» **THE PROBLEM**:
Provide again, from the entries below, every line from the one containing "a successful assembly" through the one containing "chunk, in chunk order", exactly as written, and no other line.
[[ RECORDS SHOWN open ]]
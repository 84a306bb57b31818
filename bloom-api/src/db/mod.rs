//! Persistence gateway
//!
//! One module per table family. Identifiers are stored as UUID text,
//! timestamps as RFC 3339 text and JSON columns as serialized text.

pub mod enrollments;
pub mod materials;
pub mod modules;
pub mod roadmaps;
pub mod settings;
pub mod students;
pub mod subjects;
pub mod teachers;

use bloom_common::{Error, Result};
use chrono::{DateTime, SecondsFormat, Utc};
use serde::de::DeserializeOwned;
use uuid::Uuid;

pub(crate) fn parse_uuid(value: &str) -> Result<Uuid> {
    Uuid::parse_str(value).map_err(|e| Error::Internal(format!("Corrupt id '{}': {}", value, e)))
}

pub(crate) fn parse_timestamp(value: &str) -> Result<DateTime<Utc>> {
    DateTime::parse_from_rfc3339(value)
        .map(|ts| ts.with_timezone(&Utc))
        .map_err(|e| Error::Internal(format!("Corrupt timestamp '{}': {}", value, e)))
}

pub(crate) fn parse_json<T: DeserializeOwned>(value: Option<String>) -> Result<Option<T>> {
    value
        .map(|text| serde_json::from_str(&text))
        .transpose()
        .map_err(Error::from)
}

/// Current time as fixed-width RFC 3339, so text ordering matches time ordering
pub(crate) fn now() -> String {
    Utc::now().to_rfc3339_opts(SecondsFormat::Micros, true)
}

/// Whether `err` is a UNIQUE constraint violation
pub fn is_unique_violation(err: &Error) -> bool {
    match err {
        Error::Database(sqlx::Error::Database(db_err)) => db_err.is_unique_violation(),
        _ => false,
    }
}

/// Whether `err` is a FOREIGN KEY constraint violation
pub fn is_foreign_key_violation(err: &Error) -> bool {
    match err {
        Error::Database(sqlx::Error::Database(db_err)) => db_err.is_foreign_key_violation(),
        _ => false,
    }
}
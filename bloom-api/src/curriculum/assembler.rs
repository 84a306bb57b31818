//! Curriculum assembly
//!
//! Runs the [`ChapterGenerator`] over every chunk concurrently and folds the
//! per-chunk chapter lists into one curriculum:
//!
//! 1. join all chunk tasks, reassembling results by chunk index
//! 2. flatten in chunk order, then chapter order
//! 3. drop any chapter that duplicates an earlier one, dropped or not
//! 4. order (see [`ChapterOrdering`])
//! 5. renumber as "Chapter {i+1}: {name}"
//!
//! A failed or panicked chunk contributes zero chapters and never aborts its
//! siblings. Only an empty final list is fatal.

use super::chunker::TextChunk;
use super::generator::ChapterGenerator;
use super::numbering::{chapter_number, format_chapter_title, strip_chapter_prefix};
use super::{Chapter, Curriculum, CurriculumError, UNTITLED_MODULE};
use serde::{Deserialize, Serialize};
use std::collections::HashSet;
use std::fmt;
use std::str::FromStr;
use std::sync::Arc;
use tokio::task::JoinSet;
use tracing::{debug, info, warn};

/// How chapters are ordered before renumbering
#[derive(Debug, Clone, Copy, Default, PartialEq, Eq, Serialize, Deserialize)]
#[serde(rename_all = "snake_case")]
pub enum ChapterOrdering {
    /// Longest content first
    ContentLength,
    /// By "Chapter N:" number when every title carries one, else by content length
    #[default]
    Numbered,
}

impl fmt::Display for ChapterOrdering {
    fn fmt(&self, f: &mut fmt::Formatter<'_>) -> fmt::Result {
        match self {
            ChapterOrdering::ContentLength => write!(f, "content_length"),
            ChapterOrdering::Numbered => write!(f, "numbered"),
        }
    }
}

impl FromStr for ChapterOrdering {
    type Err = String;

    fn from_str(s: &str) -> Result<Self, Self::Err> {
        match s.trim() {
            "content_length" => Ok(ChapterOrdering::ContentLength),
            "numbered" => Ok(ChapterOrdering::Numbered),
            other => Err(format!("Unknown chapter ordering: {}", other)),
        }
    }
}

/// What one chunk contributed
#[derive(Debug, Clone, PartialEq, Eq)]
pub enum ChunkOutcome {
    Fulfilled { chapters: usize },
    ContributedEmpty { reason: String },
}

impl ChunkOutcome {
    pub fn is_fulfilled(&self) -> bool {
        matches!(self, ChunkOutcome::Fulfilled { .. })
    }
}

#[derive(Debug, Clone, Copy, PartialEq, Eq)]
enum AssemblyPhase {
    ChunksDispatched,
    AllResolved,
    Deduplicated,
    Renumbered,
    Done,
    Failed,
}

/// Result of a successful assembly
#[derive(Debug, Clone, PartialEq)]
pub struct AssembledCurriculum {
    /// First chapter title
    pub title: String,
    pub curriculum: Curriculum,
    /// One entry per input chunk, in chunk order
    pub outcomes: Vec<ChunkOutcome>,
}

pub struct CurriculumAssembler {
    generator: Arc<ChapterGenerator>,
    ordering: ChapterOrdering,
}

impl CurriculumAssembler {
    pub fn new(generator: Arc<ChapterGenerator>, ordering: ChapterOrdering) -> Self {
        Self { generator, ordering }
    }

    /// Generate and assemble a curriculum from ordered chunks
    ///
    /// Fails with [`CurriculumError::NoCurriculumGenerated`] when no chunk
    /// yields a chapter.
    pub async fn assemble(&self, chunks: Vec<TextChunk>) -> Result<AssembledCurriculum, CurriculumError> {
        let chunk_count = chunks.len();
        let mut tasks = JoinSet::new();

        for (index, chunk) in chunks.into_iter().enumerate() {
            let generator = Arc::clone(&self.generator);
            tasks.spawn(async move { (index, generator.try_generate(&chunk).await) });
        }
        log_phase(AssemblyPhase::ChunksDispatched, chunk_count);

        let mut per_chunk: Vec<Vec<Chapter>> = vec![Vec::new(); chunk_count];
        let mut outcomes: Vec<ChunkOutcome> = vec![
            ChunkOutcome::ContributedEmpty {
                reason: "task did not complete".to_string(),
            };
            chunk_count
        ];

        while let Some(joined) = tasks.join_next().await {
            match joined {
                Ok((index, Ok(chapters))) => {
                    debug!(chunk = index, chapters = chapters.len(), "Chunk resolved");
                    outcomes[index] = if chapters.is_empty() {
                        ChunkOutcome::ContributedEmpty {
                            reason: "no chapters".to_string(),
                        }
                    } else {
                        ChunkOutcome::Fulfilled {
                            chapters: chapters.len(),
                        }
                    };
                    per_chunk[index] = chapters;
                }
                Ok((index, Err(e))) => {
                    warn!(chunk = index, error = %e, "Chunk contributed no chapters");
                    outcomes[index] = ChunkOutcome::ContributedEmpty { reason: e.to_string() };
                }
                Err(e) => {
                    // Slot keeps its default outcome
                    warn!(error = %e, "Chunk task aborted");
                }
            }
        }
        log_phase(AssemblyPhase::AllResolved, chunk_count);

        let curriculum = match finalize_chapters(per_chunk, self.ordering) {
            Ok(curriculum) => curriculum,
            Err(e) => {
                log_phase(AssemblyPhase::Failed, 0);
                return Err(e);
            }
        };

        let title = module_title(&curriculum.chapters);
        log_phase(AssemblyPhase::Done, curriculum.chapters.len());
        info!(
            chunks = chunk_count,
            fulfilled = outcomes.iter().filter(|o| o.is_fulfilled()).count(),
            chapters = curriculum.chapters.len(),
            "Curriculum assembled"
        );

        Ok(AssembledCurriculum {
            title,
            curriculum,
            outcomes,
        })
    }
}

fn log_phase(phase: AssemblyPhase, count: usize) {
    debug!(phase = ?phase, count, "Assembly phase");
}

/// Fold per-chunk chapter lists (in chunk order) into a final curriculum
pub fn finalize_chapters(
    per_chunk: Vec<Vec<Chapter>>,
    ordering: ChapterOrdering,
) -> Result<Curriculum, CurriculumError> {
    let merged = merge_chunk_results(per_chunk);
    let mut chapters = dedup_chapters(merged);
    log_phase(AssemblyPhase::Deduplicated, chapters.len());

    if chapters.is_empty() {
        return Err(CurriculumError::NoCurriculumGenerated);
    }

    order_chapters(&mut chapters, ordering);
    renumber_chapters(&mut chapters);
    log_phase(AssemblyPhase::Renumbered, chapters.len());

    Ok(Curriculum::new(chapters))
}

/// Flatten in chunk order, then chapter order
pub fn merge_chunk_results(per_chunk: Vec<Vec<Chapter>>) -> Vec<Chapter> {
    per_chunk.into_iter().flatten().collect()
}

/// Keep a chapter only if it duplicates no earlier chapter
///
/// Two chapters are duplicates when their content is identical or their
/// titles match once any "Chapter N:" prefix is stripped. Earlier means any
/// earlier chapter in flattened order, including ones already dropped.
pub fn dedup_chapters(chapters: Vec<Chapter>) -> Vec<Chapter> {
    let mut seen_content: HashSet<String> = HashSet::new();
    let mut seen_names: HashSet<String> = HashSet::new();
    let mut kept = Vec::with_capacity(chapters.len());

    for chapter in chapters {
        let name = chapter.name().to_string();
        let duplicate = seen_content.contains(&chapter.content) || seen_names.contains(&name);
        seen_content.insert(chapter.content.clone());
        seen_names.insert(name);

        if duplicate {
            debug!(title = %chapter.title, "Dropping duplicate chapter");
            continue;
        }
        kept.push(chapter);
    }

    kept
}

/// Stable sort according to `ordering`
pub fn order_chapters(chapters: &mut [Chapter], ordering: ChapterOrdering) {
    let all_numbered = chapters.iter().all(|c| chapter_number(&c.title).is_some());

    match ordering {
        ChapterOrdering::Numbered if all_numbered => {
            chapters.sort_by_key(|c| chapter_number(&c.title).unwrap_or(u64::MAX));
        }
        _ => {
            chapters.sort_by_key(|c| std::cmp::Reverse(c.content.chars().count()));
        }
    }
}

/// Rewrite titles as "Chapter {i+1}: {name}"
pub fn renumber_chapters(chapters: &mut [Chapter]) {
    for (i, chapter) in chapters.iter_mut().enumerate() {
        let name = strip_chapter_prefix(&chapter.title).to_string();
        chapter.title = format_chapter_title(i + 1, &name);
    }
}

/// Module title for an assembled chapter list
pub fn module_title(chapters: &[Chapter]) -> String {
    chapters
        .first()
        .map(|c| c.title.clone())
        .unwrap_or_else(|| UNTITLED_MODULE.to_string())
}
[[ RECORDS SHOWN closed ]]
» **ANSWER TO THIS PROBLEM**:
/// Result of a successful assembly
#[derive(Debug, Clone, PartialEq)]
pub struct AssembledCurriculum {
    /// First chapter title
    pub title: String,
    pub curriculum: Curriculum,
    /// One entry per input chunk, in chunk order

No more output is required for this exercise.